- How do I learn to play Go?
- Go learning path: Rules can be learned in 30 minutes - place stones on intersections (not squares), the goal is to surround more territory than your opponent, groups with no liberties (adjacent empty intersections) are captured. Best starting resources: Learn Go from OGS (Online Go Server at online-go.com - free, includes AI opponent and beginner tutorials), Sensei Library (senseis.xmp.net - the Go wiki, comprehensive reference), and Nick Sibicky YouTube channel (beginner lectures). Interactive: KGS Go Server (kgs.baduk.or.kr), OGS, and Fox Weiqi (the largest Chinese server, 20M+ players). Book: Learn to Play Go series by Janice Kim is the most recommended English-language introduction.

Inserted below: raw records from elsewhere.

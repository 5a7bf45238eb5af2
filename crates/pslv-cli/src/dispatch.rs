use color_eyre::Result;
use pslv_core::api;
use pslv_core::{
    AccessEditRequest, AccessListRequest, AdminAddRequest, AdminUpdateRequest, CommandContext,
    CommandGroup, CommandInfo, InstallRequest, LaunchRequest, UninstallRequest, UpdateRequest,
};

use crate::cli::{
    AccessCommand, AccessEditArgs, AdminAddArgs, AdminCommand, AdminUpdateArgs, CommandGroupCli,
};

pub fn dispatch_command(
    ctx: &CommandContext,
    group: &CommandGroupCli,
) -> Result<(CommandInfo, pslv_core::ExecutionOutcome)> {
    match group {
        CommandGroupCli::Sync => {
            let info = CommandInfo::new(CommandGroup::Sync, "sync");
            core_call(info, || api::catalog_sync(ctx))
        }
        CommandGroupCli::List => {
            let info = CommandInfo::new(CommandGroup::List, "list");
            core_call(info, || api::catalog_list(ctx))
        }
        CommandGroupCli::Info(args) => {
            let info = CommandInfo::new(CommandGroup::Info, "info");
            core_call(info, || api::catalog_info(ctx, &args.name))
        }
        CommandGroupCli::Install(args) => {
            let info = CommandInfo::new(CommandGroup::Install, "install");
            let request = InstallRequest {
                name: args.name.clone(),
            };
            core_call(info, || api::solution_install(ctx, &request))
        }
        CommandGroupCli::Update(args) => {
            let info = CommandInfo::new(CommandGroup::Update, "update");
            let request = UpdateRequest {
                name: args.name.clone(),
            };
            core_call(info, || api::solution_update(ctx, &request))
        }
        CommandGroupCli::Uninstall(args) => {
            let info = CommandInfo::new(CommandGroup::Uninstall, "uninstall");
            let request = UninstallRequest {
                name: args.name.clone(),
                yes: args.yes,
            };
            core_call(info, || api::solution_uninstall(ctx, &request))
        }
        CommandGroupCli::Launch(args) => {
            let info = CommandInfo::new(CommandGroup::Launch, "launch");
            let request = LaunchRequest {
                name: args.name.clone(),
            };
            core_call(info, || api::solution_launch(ctx, &request))
        }
        CommandGroupCli::Admin(cmd) => match cmd {
            AdminCommand::Check => {
                let info = CommandInfo::new(CommandGroup::Admin, "check");
                core_call(info, || api::admin_check(ctx))
            }
            AdminCommand::Add(args) => {
                let info = CommandInfo::new(CommandGroup::Admin, "add");
                let request = admin_add_request_from_args(args);
                core_call(info, || api::admin_add(ctx, &request))
            }
            AdminCommand::Update(args) => {
                let info = CommandInfo::new(CommandGroup::Admin, "update");
                let request = admin_update_request_from_args(args);
                core_call(info, || api::admin_update(ctx, &request))
            }
        },
        CommandGroupCli::Access(cmd) => match cmd {
            AccessCommand::List(args) => {
                let info = CommandInfo::new(CommandGroup::Access, "list");
                let request = AccessListRequest {
                    name: args.name.clone(),
                };
                core_call(info, || api::access_list(ctx, &request))
            }
            AccessCommand::Grant(args) => {
                let info = CommandInfo::new(CommandGroup::Access, "grant");
                let request = access_edit_request_from_args(args);
                core_call(info, || api::access_grant(ctx, &request))
            }
            AccessCommand::Revoke(args) => {
                let info = CommandInfo::new(CommandGroup::Access, "revoke");
                let request = access_edit_request_from_args(args);
                core_call(info, || api::access_revoke(ctx, &request))
            }
        },
        CommandGroupCli::Whoami => {
            let info = CommandInfo::new(CommandGroup::Whoami, "whoami");
            core_call(info, || api::user_whoami(ctx))
        }
    }
}

fn core_call(
    info: CommandInfo,
    call: impl FnOnce() -> anyhow::Result<pslv_core::ExecutionOutcome>,
) -> Result<(CommandInfo, pslv_core::ExecutionOutcome)> {
    let outcome = call().map_err(|err| color_eyre::eyre::eyre!("{err:?}"))?;
    Ok((info, outcome))
}

fn access_edit_request_from_args(args: &AccessEditArgs) -> AccessEditRequest {
    AccessEditRequest {
        name: args.name.clone(),
        sid: args.sid.clone(),
    }
}

fn admin_add_request_from_args(args: &AdminAddArgs) -> AdminAddRequest {
    AdminAddRequest {
        name: args.name.clone(),
        description: args.description.clone(),
        executable_location: args.executable_location.clone(),
        environment: args.environment.clone(),
        release_date: args.release_date.clone(),
        validity_period_days: args.validity_period_days.clone(),
        version_number: args.version_number.clone(),
        registration_id: args.registration_id.clone(),
        access: args.access.clone(),
    }
}

fn admin_update_request_from_args(args: &AdminUpdateArgs) -> AdminUpdateRequest {
    AdminUpdateRequest {
        name: args.name.clone(),
        description: args.description.clone(),
        executable_location: args.executable_location.clone(),
        environment: args.environment.clone(),
        release_date: args.release_date.clone(),
        validity_period_days: args.validity_period_days.clone(),
        version_number: args.version_number.clone(),
        registration_id: args.registration_id.clone(),
    }
}
pub mod auth;
pub mod binder;
pub mod descriptor;
pub mod error;
pub mod schema;

pub use binder::{BoundRequest, bind, unbind};
pub use descriptor::{EndpointDescriptor, HttpMethod, ParameterBinding, ParameterLocation, Registry};
pub use error::{BindingError, Issue, IssueKind, RegistryError, SchemaError, ValidationError};
pub use schema::{Schema, SchemaKind, StringFormat, validate_arguments};
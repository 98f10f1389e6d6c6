//! The invocation pipeline: lookup, validate, bind, execute, normalize.

use std::sync::Arc;

use configcat_core::{
    BindingError, EndpointDescriptor, Registry, Schema, ValidationError, bind, validate_arguments,
};
use serde_json::Value;
use tracing::{info, warn};

use crate::docs::{self, DocsError, SdkDocs};
use crate::executor::{HttpExecutor, TransportError};
use crate::normalize::{ToolResult, render_response, translate_error};

#[derive(Debug, thiserror::Error)]
pub enum InvocationError {
    #[error("unknown tool '{0}'")]
    UnknownTool(String),
    #[error(transparent)]
    Validation(#[from] ValidationError),
    #[error(transparent)]
    Binding(#[from] BindingError),
    #[error(transparent)]
    Transport(#[from] TransportError),
    #[error(transparent)]
    Docs(#[from] DocsError),
    #[error("{0}")]
    Internal(String),
}

/// A tool as advertised to the caller.
#[derive(Debug, Clone)]
pub struct ToolListing {
    pub name: String,
    pub description: String,
    pub input_schema: Value,
}

/// Stateless between calls: everything it holds is read-only after startup,
/// so one engine can serve any number of concurrent invocations.
#[derive(Debug, Clone)]
pub struct Engine {
    registry: Arc<Registry>,
    executor: HttpExecutor,
    docs_http: reqwest::Client,
    docs: Option<Arc<SdkDocs>>,
    docs_schema: Schema,
}

impl Engine {
    pub fn new(registry: Arc<Registry>, executor: HttpExecutor, docs_http: reqwest::Client) -> Self {
        Self {
            registry,
            executor,
            docs_http,
            docs: None,
            docs_schema: docs::input_schema(),
        }
    }

    pub fn with_docs(mut self, docs: SdkDocs) -> Self {
        self.docs = Some(Arc::new(docs));
        self
    }

    pub fn registry(&self) -> &Registry {
        &self.registry
    }

    pub fn docs(&self) -> Option<&SdkDocs> {
        self.docs.as_deref()
    }

    pub fn tools(&self) -> Vec<ToolListing> {
        let mut tools: Vec<ToolListing> = self.registry.iter().map(listing).collect();
        if let Some(docs) = &self.docs {
            tools.push(ToolListing {
                name: docs::DOCS_TOOL_NAME.to_string(),
                description: docs.tool_description(),
                input_schema: self.docs_schema.to_json_schema(),
            });
        }
        tools
    }

    /// Runs one invocation. Never fails: every error is folded into the
    /// returned [`ToolResult`].
    pub async fn invoke(&self, name: &str, arguments: Option<&Value>) -> ToolResult {
        match self.try_invoke(name, arguments).await {
            Ok(result) => result,
            Err(err) => {
                warn!(tool = name, error = %err, "tool invocation failed");
                translate_error(&err)
            }
        }
    }

    async fn try_invoke(
        &self,
        name: &str,
        arguments: Option<&Value>,
    ) -> Result<ToolResult, InvocationError> {
        if name == docs::DOCS_TOOL_NAME && self.docs.is_some() {
            return self.fetch_documentation(arguments).await;
        }

        let descriptor = self
            .registry
            .lookup(name)
            .ok_or_else(|| InvocationError::UnknownTool(name.to_string()))?;
        let args = validate_arguments(name, &descriptor.input_schema, arguments)?;
        let request = bind(descriptor, &args)?;

        info!(
            tool = name,
            method = %request.method,
            path = %request.path,
            "executing tool"
        );
        let response = self.executor.execute(&request).await?;
        Ok(render_response(&response))
    }

    async fn fetch_documentation(
        &self,
        arguments: Option<&Value>,
    ) -> Result<ToolResult, InvocationError> {
        let args = validate_arguments(docs::DOCS_TOOL_NAME, &self.docs_schema, arguments)?;
        let url = args
            .get("url")
            .and_then(Value::as_str)
            .ok_or_else(|| InvocationError::Internal("validated 'url' is not a string".to_string()))?;

        info!(tool = docs::DOCS_TOOL_NAME, url, "fetching documentation");
        let text = docs::fetch_text(&self.docs_http, url).await?;
        Ok(ToolResult::success(text))
    }
}

fn listing(descriptor: &EndpointDescriptor) -> ToolListing {
    ToolListing {
        name: descriptor.name.clone(),
        description: descriptor.description.clone(),
        input_schema: descriptor.input_schema.to_json_schema(),
    }
}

- How hard is it to learn Go?
- Go has a steeper learning curve than most games due to its enormous combinatorial complexity. Basic rules are learned in minutes; understanding basic life-and-death (capturing races and group survival) takes weeks; developing intuition for good moves takes months to years. The SDK (single-digit kyu) level - considered intermediate competence - typically requires 1-3 years of regular play. Professional dan-level play requires a decade+ of intensive study, typically beginning in childhood in Asia. AlphaGo's defeat of Lee Sedol in 2016 demonstrated that even the world's best humans had intuitive heuristics that AI could surpass. The rank system: beginners start around 30k (kyu), with 1 kyu being the highest amateur rank before dan levels (1 dan through 9 dan professional).

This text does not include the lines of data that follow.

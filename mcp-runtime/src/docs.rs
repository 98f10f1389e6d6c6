//! SDK documentation helper: slices the SDK Reference out of `llms.txt` at
//! startup and exposes a tool that fetches individual documentation pages.

use std::sync::LazyLock;

use configcat_core::{Schema, StringFormat};
use regex::Regex;
use tracing::debug;

pub const DOCS_TOOL_NAME: &str = "update-sdk-documentation";
pub const DEFAULT_DOCS_URL: &str = "https://configcat.com/docs/llms.txt";
pub const SDK_REFERENCE_HEADER: &str = "### SDK Reference";

static NEXT_HEADING: LazyLock<Regex> =
    LazyLock::new(|| Regex::new(r"\n###\s+").expect("valid heading regex"));

#[derive(Debug, thiserror::Error)]
pub enum DocsError {
    #[error("Failed to fetch {url} - HTTP {status}: {reason}")]
    Http {
        url: String,
        status: u16,
        reason: String,
    },
    #[error("Failed to fetch {url}: {source}")]
    Network {
        url: String,
        #[source]
        source: reqwest::Error,
    },
    #[error("Failed to extract SDK Reference section from {url}")]
    MissingSection { url: String },
}

/// The SDK Reference section loaded at startup. Its presence is what enables
/// the documentation tool and resource.
#[derive(Debug, Clone)]
pub struct SdkDocs {
    pub source_url: String,
    pub reference: String,
}

impl SdkDocs {
    pub fn tool_description(&self) -> String {
        format!(
            "If the user asks for coding related to a feature flag (such as integrating the ConfigCat SDK, adding a feature flag, or removing a feature flag), \
always call the tool \"{DOCS_TOOL_NAME}\" first to download the latest ConfigCat SDK documentation.\n\n\
1. Analyze the SDK URLs listed in the following SDK Reference list.\n\
2. Then call the tool \"{DOCS_TOOL_NAME}\" with specific URL from the SDK Reference list to fetch relevant documentation page.\n\n{}",
            self.reference
        )
    }
}

pub fn input_schema() -> Schema {
    Schema::object().required(
        "url",
        Schema::string()
            .format(StringFormat::Uri)
            .describe("The URL to fetch SDK documentation from."),
    )
}

/// Text from `header` up to the next `###` heading (or the end), trimmed.
/// Empty when `header` does not occur.
pub fn extract_markdown_section(content: &str, header: &str) -> String {
    let Some(start) = content.find(header) else {
        return String::new();
    };
    let rest = &content[start + header.len()..];
    let end = NEXT_HEADING
        .find(rest)
        .map_or(content.len(), |m| start + header.len() + m.start());
    content[start..end].trim().to_string()
}

pub async fn fetch_text(http: &reqwest::Client, url: &str) -> Result<String, DocsError> {
    let response = http
        .get(url)
        .send()
        .await
        .map_err(|source| DocsError::Network {
            url: url.to_string(),
            source,
        })?;

    let status = response.status();
    if !status.is_success() {
        return Err(DocsError::Http {
            url: url.to_string(),
            status: status.as_u16(),
            reason: status.canonical_reason().unwrap_or_default().to_string(),
        });
    }

    let text = response.text().await.map_err(|source| DocsError::Network {
        url: url.to_string(),
        source,
    })?;
    debug!(url, chars = text.chars().count(), "fetched documentation");
    Ok(text)
}

pub async fn load_sdk_docs(http: &reqwest::Client, url: &str) -> Result<SdkDocs, DocsError> {
    let content = fetch_text(http, url).await?;
    let reference = extract_markdown_section(&content, SDK_REFERENCE_HEADER);
    if reference.is_empty() {
        return Err(DocsError::MissingSection {
            url: url.to_string(),
        });
    }
    Ok(SdkDocs {
        source_url: url.to_string(),
        reference,
    })
}

#[cfg(test)]
mod tests {
    use httpmock::prelude::*;
    use serde_json::json;

    use super::*;

    const LLMS_TXT: &str = "# ConfigCat\n\n### Getting Started\nIntro.\n\n### SDK Reference\n- [JS](https://configcat.com/docs/sdk-reference/js)\n- [Go](https://configcat.com/docs/sdk-reference/go)\n\n###   Advanced\nMore.\n";

    #[test]
    fn extracts_until_next_heading() {
        assert_eq!(
            extract_markdown_section(LLMS_TXT, SDK_REFERENCE_HEADER),
            "### SDK Reference\n- [JS](https://configcat.com/docs/sdk-reference/js)\n- [Go](https://configcat.com/docs/sdk-reference/go)"
        );
    }

    #[test]
    fn extracts_to_end_when_last_section() {
        let content = "intro\n### SDK Reference\n- one\n";
        assert_eq!(
            extract_markdown_section(content, SDK_REFERENCE_HEADER),
            "### SDK Reference\n- one"
        );
    }

    #[test]
    fn missing_header_is_empty() {
        assert_eq!(extract_markdown_section("# nothing here", SDK_REFERENCE_HEADER), "");
    }

    #[test]
    fn tool_description_embeds_reference() {
        let docs = SdkDocs {
            source_url: DEFAULT_DOCS_URL.to_string(),
            reference: "### SDK Reference\n- [JS](https://x)".to_string(),
        };
        let description = docs.tool_description();
        assert!(description.contains("call the tool \"update-sdk-documentation\" first"));
        assert!(description.ends_with("### SDK Reference\n- [JS](https://x)"));
    }

    #[test]
    fn input_schema_requires_a_url() {
        let schema = input_schema();
        assert!(schema.validate(&json!({ "url": "https://configcat.com/docs" })).is_ok());
        assert!(schema.validate(&json!({ "url": "docs" })).is_err());
        assert!(schema.validate(&json!({})).is_err());
    }

    #[tokio::test]
    async fn loads_sdk_reference_without_credentials() {
        let server = MockServer::start();
        let mock = server.mock(|when, then| {
            when.method(GET).path("/docs/llms.txt");
            then.status(200).body(LLMS_TXT);
        });

        let url = server.url("/docs/llms.txt");
        let docs = load_sdk_docs(&reqwest::Client::new(), &url).await.unwrap();
        mock.assert();
        assert!(docs.reference.starts_with(SDK_REFERENCE_HEADER));
        assert!(!docs.reference.contains("Advanced"));
    }

    #[tokio::test]
    async fn failed_fetch_reports_status_and_reason() {
        let server = MockServer::start();
        server.mock(|when, then| {
            when.method(GET).path("/docs/missing");
            then.status(404);
        });

        let url = server.url("/docs/missing");
        let err = fetch_text(&reqwest::Client::new(), &url).await.unwrap_err();
        assert_eq!(err.to_string(), format!("Failed to fetch {url} - HTTP 404: Not Found"));
    }

    #[tokio::test]
    async fn document_without_reference_section_is_rejected() {
        let server = MockServer::start();
        server.mock(|when, then| {
            when.method(GET).path("/llms.txt");
            then.status(200).body("# ConfigCat\n### Other\n");
        });

        let err = load_sdk_docs(&reqwest::Client::new(), &server.url("/llms.txt"))
            .await
            .unwrap_err();
        assert!(matches!(err, DocsError::MissingSection { .. }));
    }
}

- Why did AlphaGo defeating Lee Sedol matter?
- AlphaGo vs Lee Sedol (March 2016) was a watershed moment in AI history. DeepMind created AlphaGo using deep neural networks and Monte Carlo Tree Search trained on 30 million human games plus self-play reinforcement learning. Go was considered the last major board game where human intuition surpassed AI - its enormous game tree made brute-force computation inadequate. Lee Sedol, ranked #1 in the world and 18-time world champion, was expected to win easily. AlphaGo won 4-1. Game 4, which Sedol won, has been called one of the most important Go games ever played. AlphaZero (2017) subsequently achieved superhuman play from scratch through pure self-play with no human training data, in 40 days. The event is documented in the Google documentary Alpha Go (2017).
- What are the main rules of Go?
- Go rules (simplified): Two players alternate placing black and white stones on intersections of a 19x19 grid. Stones cannot be placed where they have no liberties (adjacent empty intersections) unless capturing. A group of stones is captured and removed when all its liberties are occupied. Ko rule: a position cannot be immediately recreated (prevents infinite loops). Suicide is illegal: you cannot play where your stone would be immediately captured (in most rulesets). Game ends by mutual agreement when neither player sees profitable moves. Scoring: count surrounded empty intersections plus captured stones (Chinese rules count stones too). Komi: White receives 6.5 points compensation for playing second. The player with more territory plus captures wins.
- What is the Go community like and where can I play online?
- The global Go community is warm and beginner-friendly. Online servers: Online Go Server (OGS, online-go.com) - the most beginner-friendly English-language server with automated rank matching, teaching games, and puzzles. KGS (kgs.baduk.or.kr) - established international server. Fox Weiqi (foxwq.com) - the largest Go server in the world, Chinese, very strong players. Tygem - Korean server with top professional games broadcast. Discord: Go servers including Baduk Club and OGS Discord have active beginner help channels. Local clubs: US Go Association (usgo.org) lists local clubs. Books: Graded Go Problems for Beginners by Kano Yoshinori. Tsumego (life-and-death puzzles) on apps like GoMagic and SmartGo Kifu are the most efficient way to improve.